Louisiana Creole Physician and Professor

Theodore John Dimitry Jr. (June 26, 1879 - October 27, 1945) was a Creole physician, optometrist, professor, author and inventor. He was a pioneer in the field of optometry responsible for developing the Dimitry Erisiphake and a plastic eye made of lucite to permit motion. Theodore's vast contribution to the field of optometry also included the publication of hundreds of articles in different medical journals. He was a member of one of the oldest Creole families in New Orleans known as the Dimitry Family. His great-grandmother was Marianne Celeste Dragon and Theodore's older brother was prominent New Orleans attorney Michael Dracos Dimitry who represented Lulu White.

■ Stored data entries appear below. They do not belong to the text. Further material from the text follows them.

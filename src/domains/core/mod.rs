pub mod delete_service;
pub mod dependency_checker;
pub mod repository;
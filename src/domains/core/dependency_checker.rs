use crate::errors::{DbError, DomainError, DomainResult};
use async_trait::async_trait;
use sqlx::{query_as, Pool, Sqlite};
use std::collections::HashMap;
use uuid::Uuid;

/// Dependency information
#[derive(Debug, Clone)]
pub struct Dependency {
    /// Name of the table with dependent records
    pub table_name: String,

    /// Count of dependent records
    pub count: i64,

    /// Name of the foreign key column
    pub foreign_key_column: String,

    /// Whether the dependency is cascadable (ON DELETE CASCADE)
    pub is_cascadable: bool,
}

/// Trait for dependency checking
#[async_trait]
pub trait DependencyChecker: Send + Sync {
    /// Check for dependencies for an entity
    async fn check_dependencies(&self, table_name: &str, id: Uuid)
        -> DomainResult<Vec<Dependency>>;

    /// Get a simplified list of dependency tables
    async fn get_dependency_tables(&self, table_name: &str, id: Uuid) -> DomainResult<Vec<String>> {
        let dependencies = self.check_dependencies(table_name, id).await?;
        Ok(dependencies.into_iter().map(|dep| dep.table_name).collect())
    }
}

/// SQLite implementation of the DependencyChecker
pub struct SqliteDependencyChecker {
    pool: Pool<Sqlite>,
    /// Maps table name to its dependencies
    dependency_map: HashMap<String, Vec<(String, String, bool)>>,
}

impl SqliteDependencyChecker {
    /// Create a new SQLite dependency checker
    pub fn new(pool: Pool<Sqlite>) -> Self {
        let mut dependency_map = HashMap::new();

        // Define dependencies based on schema
        // Format: (table_name, [(dependent_table, foreign_key_column, is_cascadable)])

        // Players dependencies.
        // NOTE: assessments.parent_assessment_id is intentionally absent here: a
        // follow-up may outlive the assessment it was seeded from, so the parent
        // link never blocks deletion.
        dependency_map.insert(
            "players".to_string(),
            vec![("assessments".to_string(), "player_id".to_string(), false)],
        );

        // Camps dependencies
        dependency_map.insert(
            "camps".to_string(),
            vec![
                ("camp_batches".to_string(), "camp_id".to_string(), false),
                ("camp_enrollments".to_string(), "camp_id".to_string(), false),
            ],
        );

        // Camp batches dependencies
        dependency_map.insert(
            "camp_batches".to_string(),
            vec![(
                "camp_enrollments".to_string(),
                "batch_id".to_string(),
                false,
            )],
        );

        // Camp enrollments dependencies
        dependency_map.insert(
            "camp_enrollments".to_string(),
            vec![
                ("camp_payments".to_string(), "enrollment_id".to_string(), false),
                (
                    "camp_attendance".to_string(),
                    "enrollment_id".to_string(),
                    true,
                ),
            ],
        );

        Self {
            pool,
            dependency_map,
        }
    }
}

/// Query result for dependency count
#[derive(Debug, sqlx::FromRow)]
struct DependencyCount {
    count: i64,
}

#[async_trait]
impl DependencyChecker for SqliteDependencyChecker {
    async fn check_dependencies(
        &self,
        table_name: &str,
        id: Uuid,
    ) -> DomainResult<Vec<Dependency>> {
        let mut dependencies = Vec::new();
        let id_str = id.to_string();

        if let Some(dependent_tables) = self.dependency_map.get(table_name) {
            for (dependent_table, foreign_key, is_cascadable) in dependent_tables {
                let query = format!(
                    "SELECT COUNT(*) as count FROM {} WHERE {} = ? AND deleted_at IS NULL",
                    dependent_table, foreign_key
                );

                let count_result: Result<DependencyCount, sqlx::Error> =
                    query_as(&query).bind(&id_str).fetch_one(&self.pool).await;

                let count = match count_result {
                    Ok(c) => c.count,
                    Err(sqlx::Error::RowNotFound) => 0,
                    Err(e) => return Err(DomainError::Database(DbError::from(e))),
                };

                if count > 0 {
                    dependencies.push(Dependency {
                        table_name: dependent_table.clone(),
                        count,
                        foreign_key_column: foreign_key.clone(),
                        is_cascadable: *is_cascadable,
                    });
                }
            }
        }

        Ok(dependencies)
    }
}
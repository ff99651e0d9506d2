use crate::errors::ServiceError;
use crate::types::{Permission, UserRole};
use uuid::Uuid;

/// Represents the authentication context for the current operation
#[derive(Debug, Clone)]
pub struct AuthContext {
    /// The ID of the authenticated user
    pub user_id: Uuid,

    /// The role of the authenticated user
    pub role: UserRole,
}

impl AuthContext {
    /// Create a new authentication context
    pub fn new(user_id: Uuid, role: UserRole) -> Self {
        Self { user_id, role }
    }

    /// Create a new authentication context for internal system operations
    pub fn internal_system_context() -> Self {
        Self {
            user_id: Uuid::nil(),
            role: UserRole::Admin,
        }
    }

    /// Check if user has a specific permission
    pub fn has_permission(&self, permission: Permission) -> bool {
        self.role.has_permission(permission)
    }

    /// Authorize a specific permission, returning an error if not allowed
    pub fn authorize(&self, permission: Permission) -> Result<(), ServiceError> {
        if self.has_permission(permission) {
            Ok(())
        } else {
            Err(ServiceError::PermissionDenied(format!(
                "User does not have permission: {:?}",
                permission
            )))
        }
    }

    /// Authorize multiple permissions, requiring all of them
    pub fn authorize_all(&self, permissions: &[Permission]) -> Result<(), ServiceError> {
        if self.role.has_permissions(permissions) {
            Ok(())
        } else {
            Err(ServiceError::PermissionDenied(
                "User does not have all required permissions".to_string(),
            ))
        }
    }

    /// Verify user is an admin
    pub fn authorize_admin(&self) -> Result<(), ServiceError> {
        if matches!(self.role, UserRole::Admin) {
            Ok(())
        } else {
            Err(ServiceError::PermissionDenied(
                "This action requires administrator privileges".to_string(),
            ))
        }
    }

    /// For certain operations restricted to the user's own records
    pub fn authorize_self_or_admin(&self, resource_owner_id: &Uuid) -> Result<(), ServiceError> {
        if &self.user_id == resource_owner_id || matches!(self.role, UserRole::Admin) {
            Ok(())
        } else {
            Err(ServiceError::PermissionDenied(
                "You do not have permission to access this resource".to_string(),
            ))
        }
    }

    /// Check if the user can hard delete records
    pub fn authorize_hard_delete(&self) -> Result<(), ServiceError> {
        if self.role.can_hard_delete() {
            Ok(())
        } else {
            Err(ServiceError::PermissionDenied(
                "You do not have permission to permanently delete records".to_string(),
            ))
        }
    }
}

Theodore was born in New Orleans to Theodore John Dimitry Sr. and Irene Scott. By 1901, Theodore Jr. obtained a degree in medicine from Tulane University. Early in his medical career, he worked for various government institutions in Louisiana. By 1908, he began to conduct medical research in the field of optometry and teach at Tulane University. Eventually, he taught at Loyola University and began to write papers on the subjects of trachoma, cataract, glaucoma, enucleation of the eye and ptosis. Theodore began to publish his research on artificial eyes in 1918. He continued his career in teaching and academic research until the 1940s.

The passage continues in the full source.